First Ready Steady Go!‘s co-host “Queen of the Mods” Cathy McGowan stands in for Cher before a vest-clad Brian Jones puts on his sunniest Sonny impression (and quite charming it is). Keith, on tuba, puffs away nonplussed.

Then it’s Mick’s turn to flounce around coquettishly taking Cher’s part to manager Andrew Loog Oldham’s turn as his decidedly more butch duet partner. Charlie and Bill just look suitably embarrassed to be a part of these shenanigans.

All but forgotten now, young Cathy McGowan was a hugely influential style icon of “Swinging London” and the idol of Twiggy and Vogue’s Anna Wintour. She had her own fashion line at British Home Stores and helped popularize the miniskirt. McGowan’s Mary Quant-ish look seen on television every week is said to have been one of the key factors opening up the minds of young British working class women to the world of fashion in the 1960s. Her tenure on Ready Steady Go! was described by writer George Melly as what “made pop music work on a truly national scale ... It was almost possible to feel a tremor of pubescent excitement from Land’s End to John O’Groats.”

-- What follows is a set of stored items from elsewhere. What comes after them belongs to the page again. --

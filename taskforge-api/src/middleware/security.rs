/// Security headers middleware
///
/// Stamps every response with the usual browser hardening headers. The
/// API serves JSON, so the policy can be strict: nothing embeds us and we
/// load nothing.
///
/// # Headers Applied
///
/// - `X-Content-Type-Options: nosniff` - Prevents MIME type sniffing
/// - `X-Frame-Options: DENY` - Prevents clickjacking
/// - `X-XSS-Protection: 1; mode=block` - XSS filter for older browsers
/// - `Referrer-Policy: strict-origin-when-cross-origin` - Limits referrer leakage
/// - `Permissions-Policy` - Opts out of powerful browser features
/// - `Content-Security-Policy` - Locks resource loading to self
/// - `Strict-Transport-Security` - HTTPS only, sent only when HSTS is enabled
///
/// # Example
///
/// ```no_run
/// use axum::Router;
/// use taskforge_api::middleware::security::SecurityHeadersLayer;
///
/// let app: Router = Router::new()
///     .layer(SecurityHeadersLayer::new(true)); // true = send HSTS
/// ```

use axum::{extract::Request, response::Response};
use std::task::{Context, Poll};
use tower::{Layer, Service};

/// Security headers middleware layer
#[derive(Debug, Clone)]
pub struct SecurityHeadersLayer {
    /// Whether to send HSTS (only correct behind HTTPS)
    enable_hsts: bool,
}

impl SecurityHeadersLayer {
    /// Creates a new security headers layer
    ///
    /// Pass `true` for production deployments terminating TLS; HSTS on a
    /// plain-HTTP dev server would poison browsers against localhost.
    pub fn new(enable_hsts: bool) -> Self {
        Self { enable_hsts }
    }
}

impl<S> Layer<S> for SecurityHeadersLayer {
    type Service = SecurityHeadersMiddleware<S>;

    fn layer(&self, inner: S) -> Self::Service {
        SecurityHeadersMiddleware {
            inner,
            enable_hsts: self.enable_hsts,
        }
    }
}

/// Security headers middleware service
#[derive(Debug, Clone)]
pub struct SecurityHeadersMiddleware<S> {
    inner: S,
    enable_hsts: bool,
}

impl<S> Service<Request> for SecurityHeadersMiddleware<S>
where
    S: Service<Request, Response = Response> + Send + 'static,
    S::Future: Send + 'static,
{
    type Response = S::Response;
    type Error = S::Error;
    type Future = std::pin::Pin<
        Box<dyn std::future::Future<Output = Result<Self::Response, Self::Error>> + Send>,
    >;

    fn poll_ready(&mut self, cx: &mut Context<'_>) -> Poll<Result<(), Self::Error>> {
        self.inner.poll_ready(cx)
    }

    fn call(&mut self, request: Request) -> Self::Future {
        let future = self.inner.call(request);
        let enable_hsts = self.enable_hsts;

        Box::pin(async move {
            let mut response = future.await?;

            let headers = response.headers_mut();

            // Prevent MIME type sniffing
            headers.insert("X-Content-Type-Options", "nosniff".parse().unwrap());

            // Prevent clickjacking
            headers.insert("X-Frame-Options", "DENY".parse().unwrap());

            // XSS filter for older browsers
            headers.insert("X-XSS-Protection", "1; mode=block".parse().unwrap());

            // Limit referrer leakage
            headers.insert(
                "Referrer-Policy",
                "strict-origin-when-cross-origin".parse().unwrap(),
            );

            // Opt out of powerful browser features
            headers.insert(
                "Permissions-Policy",
                "geolocation=(), microphone=(), camera=(), payment=(), usb=()"
                    .parse()
                    .unwrap(),
            );

            // A JSON API loads nothing, so lock everything to self
            headers.insert(
                "Content-Security-Policy",
                "default-src 'self'; script-src 'self'; style-src 'self' 'unsafe-inline'; img-src 'self' data:; font-src 'self'; connect-src 'self'; frame-ancestors 'none'".parse().unwrap(),
            );

            // HTTPS only, production deployments
            if enable_hsts {
                headers.insert(
                    "Strict-Transport-Security",
                    "max-age=31536000; includeSubDomains; preload".parse().unwrap(),
                );
            }

            Ok(response)
        })
    }
}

In the words of British historian Dominic Sandbrook, in his 2006 book White Heat: A History of Britain in the Swinging Sixties 1964-1970:

The show’s most celebrated presenter, McGowan was the same age as the national audience; she wore all the latest trendy shirts and mini-dresses; and she spoke with an earnest, ceaseless barrage of teenage slang, praising whatever was ‘fab’ or ‘smashing’, and damning all that was ‘square’ or ‘out’. ‘The atmosphere’, one observer wrote later, ‘was that of a King’s Road party where the performers themselves had only just chanced to drop by.’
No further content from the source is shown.